TASK ITEM — The answer should be one number only, namely how many lines of the records hold the word "sonnet".

⁂

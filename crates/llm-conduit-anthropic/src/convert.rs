//! Conversion between `llm-conduit` types and the Messages API wire format.

use llm_conduit::accumulator::ResponseBody;
use llm_conduit::error::ApiError;
use llm_conduit::provider::{ChatParams, ToolChoice};
use llm_conduit::{Content, LlmError, Message, Role, StopReason, Usage};
use serde_json::Value;

use crate::config::AnthropicConfig;
use crate::types::{
    self, ContentBlock, ErrorResponse, Request, ResponseUsage, Tool, ToolChoiceParam,
};

// ── Request conversion ───────────────────────────────────────────────

/// Builds a Messages API request.
///
/// System and developer messages are lifted into the top-level `system`
/// field after `params.system`. Tool results travel as `user` turns.
pub(crate) fn build_request<'a>(
    params: &'a ChatParams,
    config: &'a AnthropicConfig,
    stream: bool,
) -> Result<Request<'a>, LlmError> {
    let messages = params
        .messages
        .iter()
        .filter(|m| !is_system(m.role))
        .map(convert_message)
        .collect::<Result<Vec<_>, _>>()?;

    if messages.is_empty() {
        return Err(LlmError::InvalidRequest(
            "anthropic request needs at least one non-system message".into(),
        ));
    }

    let tools = params.tools.as_ref().map(|tools| {
        tools
            .iter()
            .map(|t| Tool {
                name: &t.name,
                description: &t.description,
                input_schema: &t.parameters,
            })
            .collect()
    });

    Ok(Request {
        model: &config.model,
        messages,
        max_tokens: params.max_tokens.unwrap_or(config.max_tokens),
        temperature: params.temperature,
        system: system_prompt(params),
        stream: stream.then_some(true),
        tools,
        tool_choice: params.tool_choice.as_ref().map(convert_tool_choice),
        extra: &params.metadata,
    })
}

fn is_system(role: Role) -> bool {
    matches!(role, Role::System | Role::Developer)
}

fn system_prompt(params: &ChatParams) -> Option<String> {
    let parts: Vec<&str> = params
        .system
        .as_deref()
        .into_iter()
        .chain(
            params
                .messages
                .iter()
                .filter(|m| is_system(m.role))
                .filter_map(Message::text),
        )
        .filter(|s| !s.is_empty())
        .collect();
    (!parts.is_empty()).then(|| parts.join("\n\n"))
}

fn convert_message(msg: &Message) -> Result<types::Message<'_>, LlmError> {
    if msg.role == Role::Tool {
        let tool_use_id = msg.tool_call_id.as_deref().ok_or_else(|| {
            LlmError::InvalidRequest("tool result message is missing tool_call_id".into())
        })?;
        let content = match &msg.content {
            Content::Text(text) => text.clone(),
            Content::Parts(parts) => Value::Array(parts.clone()).to_string(),
        };
        return Ok(types::Message {
            role: "user",
            content: vec![ContentBlock::ToolResult {
                tool_use_id,
                content,
            }],
        });
    }

    let mut content = content_blocks(&msg.content);
    content.extend(msg.tool_calls.iter().map(|call| ContentBlock::ToolUse {
        id: &call.id,
        name: &call.name,
        input: call
            .arguments
            .as_value()
            .cloned()
            .unwrap_or_else(|| Value::Object(serde_json::Map::new())),
    }));

    Ok(types::Message {
        role: if msg.role.is_model_output() {
            "assistant"
        } else {
            "user"
        },
        content,
    })
}

fn content_blocks(content: &Content) -> Vec<ContentBlock<'_>> {
    match content {
        // The API rejects empty text blocks.
        Content::Text(text) if text.is_empty() => Vec::new(),
        Content::Text(text) => vec![ContentBlock::Text { text }],
        Content::Parts(parts) => parts.iter().map(ContentBlock::Raw).collect(),
    }
}

fn convert_tool_choice(choice: &ToolChoice) -> ToolChoiceParam<'_> {
    match choice {
        ToolChoice::None => ToolChoiceParam {
            choice_type: "none",
            name: None,
        },
        ToolChoice::Required => ToolChoiceParam {
            choice_type: "any",
            name: None,
        },
        ToolChoice::Specific(name) => ToolChoiceParam {
            choice_type: "tool",
            name: Some(name),
        },
        _ => ToolChoiceParam {
            choice_type: "auto",
            name: None,
        },
    }
}

// ── Response conversion ──────────────────────────────────────────────

/// Converts a non-streaming body into the shared [`ResponseBody`].
///
/// Anthropic has a single choice; content blocks are folded into it in
/// order: text is concatenated, thinking becomes reasoning, each
/// `tool_use` block becomes the next tool call.
pub(crate) fn convert_response(resp: types::Response) -> ResponseBody {
    let mut body = ResponseBody {
        id: resp.id.filter(|s| !s.is_empty()),
        model: resp.model.filter(|s| !s.is_empty()),
        usage: resp.usage.as_ref().map(|u| merge_usage(None, u)),
        ..ResponseBody::default()
    };

    let slot = body.choice_mut(0);
    slot.role = Some(
        resp.role
            .as_deref()
            .and_then(Role::parse)
            .unwrap_or(Role::Assistant),
    );
    let mut next_call = 0;
    for block in resp.content {
        match block.content_type.as_str() {
            "text" => {
                slot.content.push_str(block.text.as_deref().unwrap_or_default());
                slot.annotations
                    .extend(block.citations.unwrap_or_default());
            }
            "thinking" => slot
                .reasoning
                .push_str(block.thinking.as_deref().unwrap_or_default()),
            "tool_use" => {
                let fragment = slot.tool_call_mut(next_call);
                next_call += 1;
                fragment.id = block.id;
                fragment.name = block.name;
                fragment.arguments = block.input.map(|v| v.to_string()).unwrap_or_default();
            }
            other => tracing::debug!(block_type = other, "Ignoring Anthropic content block"),
        }
    }
    slot.finish_reason = resp.stop_reason.as_deref().map(convert_stop_reason);

    body
}

/// Applies a usage block over `prev`, field by field.
///
/// `message_start` carries the input counters and `message_delta` the
/// cumulative output count, so each field overwrites only when present.
pub(crate) fn merge_usage(prev: Option<&Usage>, update: &ResponseUsage) -> Usage {
    let mut usage = prev.cloned().unwrap_or_default();
    if let Some(n) = update.input_tokens {
        usage.input_tokens = n;
    }
    if let Some(n) = update.output_tokens {
        usage.output_tokens = n;
    }
    if let Some(n) = update.cache_read_input_tokens {
        usage.cache_read_tokens = Some(n);
    }
    if let Some(n) = update.cache_creation_input_tokens {
        usage.cache_write_tokens = Some(n);
    }
    usage.recompute_total();
    usage
}

/// Maps a `stop_reason` string to a [`StopReason`].
pub(crate) fn convert_stop_reason(reason: &str) -> StopReason {
    match reason {
        "end_turn" | "pause_turn" => StopReason::EndTurn,
        "tool_use" => StopReason::ToolUse,
        "max_tokens" => StopReason::MaxTokens,
        "stop_sequence" => StopReason::StopSequence,
        "refusal" => StopReason::ContentFilter,
        other => {
            tracing::warn!(stop_reason = other, "Unexpected Anthropic stop_reason");
            StopReason::EndTurn
        }
    }
}

// ── Error conversion ─────────────────────────────────────────────────

/// Maps an error status and its body to [`LlmError::Api`]. The error
/// `type` (`rate_limit_error`, `overloaded_error`, ...) is kept as the code.
pub(crate) fn convert_error(status: http::StatusCode, body: &str) -> LlmError {
    let (code, message) = match serde_json::from_str::<ErrorResponse>(body) {
        Ok(resp) => (resp.error.error_type, resp.error.message),
        Err(_) => (None, body.trim().to_owned()),
    };
    LlmError::Api(ApiError::new(status, code, message, body))
}

#[cfg(test)]
mod tests {
    use llm_conduit::error::ApiErrorKind;
    use llm_conduit::provider::ToolDefinition;
    use llm_conduit::{Response, ToolArguments, ToolCall};

    use super::*;

    fn params(messages: Vec<Message>) -> ChatParams {
        ChatParams {
            messages,
            ..Default::default()
        }
    }

    #[test]
    fn test_build_request_minimal() {
        let params = params(vec![Message::user("Hello")]);
        let config = AnthropicConfig::default();
        let req = build_request(&params, &config, false).unwrap();

        assert_eq!(req.model, "claude-sonnet-4-20250514");
        assert_eq!(req.messages.len(), 1);
        assert_eq!(req.messages[0].role, "user");
        assert_eq!(req.max_tokens, 4096);
        assert!(req.system.is_none());
        assert!(req.stream.is_none());
    }

    #[test]
    fn test_system_messages_lifted() {
        let mut params = params(vec![
            Message::system("Rule one."),
            Message::user("Hi"),
            Message::developer("Rule two."),
        ]);
        params.system = Some("Preamble.".into());
        let config = AnthropicConfig::default();
        let req = build_request(&params, &config, true).unwrap();

        assert_eq!(req.system.as_deref(), Some("Preamble.\n\nRule one.\n\nRule two."));
        assert_eq!(req.messages.len(), 1);
        assert_eq!(req.stream, Some(true));
    }

    #[test]
    fn test_only_system_is_rejected() {
        let params = params(vec![Message::system("alone")]);
        let err = build_request(&params, &AnthropicConfig::default(), false).unwrap_err();
        assert!(matches!(err, LlmError::InvalidRequest(_)));
    }

    #[test]
    fn test_tool_round_trip_messages() {
        let call = ToolCall {
            id: "toolu_1".into(),
            name: "add".into(),
            arguments: ToolArguments::Parsed(serde_json::json!({"a": 1})),
        };
        let params = params(vec![
            Message::user("add"),
            Message::assistant_tool_calls(vec![call]),
            Message::tool_result("toolu_1", "2"),
        ]);
        let config = AnthropicConfig::default();
        let req = build_request(&params, &config, false).unwrap();
        let json = serde_json::to_value(&req).unwrap();

        assert_eq!(json["messages"][1]["role"], "assistant");
        assert_eq!(json["messages"][1]["content"].as_array().unwrap().len(), 1);
        assert_eq!(json["messages"][1]["content"][0]["type"], "tool_use");
        assert_eq!(json["messages"][1]["content"][0]["input"]["a"], 1);
        assert_eq!(json["messages"][2]["role"], "user");
        assert_eq!(json["messages"][2]["content"][0]["tool_use_id"], "toolu_1");
    }

    #[test]
    fn test_tool_result_without_id_is_rejected() {
        let mut msg = Message::tool_result("x", "y");
        msg.tool_call_id = None;
        let err = build_request(&params(vec![msg]), &AnthropicConfig::default(), false)
            .unwrap_err();
        assert!(matches!(err, LlmError::InvalidRequest(_)));
    }

    #[test]
    fn test_tools_and_choice() {
        let mut params = params(vec![Message::user("Weather?")]);
        params.tools = Some(vec![ToolDefinition {
            name: "get_weather".into(),
            description: "Get weather".into(),
            parameters: serde_json::json!({"type": "object"}),
        }]);
        params.tool_choice = Some(ToolChoice::Required);
        let config = AnthropicConfig::default();
        let req = build_request(&params, &config, false).unwrap();

        assert_eq!(req.tools.as_ref().unwrap()[0].name, "get_weather");
        assert_eq!(req.tool_choice.as_ref().unwrap().choice_type, "any");
        assert_eq!(
            convert_tool_choice(&ToolChoice::Specific("f".into())).name,
            Some("f")
        );
    }

    #[test]
    fn test_convert_response_blocks() {
        let resp: types::Response = serde_json::from_value(serde_json::json!({
            "id": "msg_01",
            "model": "claude-sonnet-4-20250514",
            "role": "assistant",
            "content": [
                {"type": "thinking", "thinking": "Let me check."},
                {"type": "text", "text": "Checking ", "citations": [{"type": "char_location", "cited_text": "x"}]},
                {"type": "text", "text": "now."},
                {"type": "tool_use", "id": "toolu_1", "name": "lookup", "input": {"q": "rust"}}
            ],
            "stop_reason": "tool_use",
            "usage": {"input_tokens": 20, "output_tokens": 10, "cache_read_input_tokens": 5}
        }))
        .unwrap();

        let response = Response::from_body(convert_response(resp));
        assert_eq!(response.id(), Some("msg_01"));
        assert_eq!(response.text(), "Checking now.");
        assert_eq!(response.message().unwrap().reasoning.as_deref(), Some("Let me check."));
        assert_eq!(response.message().unwrap().annotations.len(), 1);
        assert_eq!(response.stop_reason(), Some(StopReason::ToolUse));
        assert_eq!(response.tool_calls()[0].id, "toolu_1");
        assert_eq!(
            response.tool_calls()[0].arguments,
            ToolArguments::Parsed(serde_json::json!({"q": "rust"}))
        );
        let usage = response.usage();
        assert_eq!(usage.total_tokens, 30);
        assert_eq!(usage.cache_read_tokens, Some(5));
    }

    #[test]
    fn test_merge_usage_field_wise() {
        let start = merge_usage(
            None,
            &ResponseUsage {
                input_tokens: Some(25),
                output_tokens: Some(1),
                ..Default::default()
            },
        );
        let end = merge_usage(
            Some(&start),
            &ResponseUsage {
                output_tokens: Some(15),
                ..Default::default()
            },
        );
        assert_eq!(end, Usage::new(25, 15));
    }

    #[test]
    fn test_stop_reasons() {
        assert_eq!(convert_stop_reason("end_turn"), StopReason::EndTurn);
        assert_eq!(convert_stop_reason("tool_use"), StopReason::ToolUse);
        assert_eq!(convert_stop_reason("max_tokens"), StopReason::MaxTokens);
        assert_eq!(convert_stop_reason("stop_sequence"), StopReason::StopSequence);
        assert_eq!(convert_stop_reason("refusal"), StopReason::ContentFilter);
        assert_eq!(convert_stop_reason("new_reason"), StopReason::EndTurn);
    }

    #[test]
    fn test_convert_error() {
        let body = r#"{"type":"error","error":{"type":"overloaded_error","message":"Overloaded"}}"#;
        let err = convert_error(http::StatusCode::from_u16(529).unwrap(), body);
        assert_eq!(err.api_kind(), Some(ApiErrorKind::Server));
        assert!(err.is_retryable());

        let body = r#"{"type":"error","error":{"type":"invalid_request_error","message":"prompt is too long: 250000 tokens > 200000 maximum"}}"#;
        let err = convert_error(http::StatusCode::BAD_REQUEST, body);
        assert_eq!(err.api_kind(), Some(ApiErrorKind::ContextWindowExceeded));

        let err = convert_error(http::StatusCode::UNAUTHORIZED, "not json");
        assert_eq!(err.api_kind(), Some(ApiErrorKind::Authentication));
    }
}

⁂

ANSWER TO THE EXERCISE — 2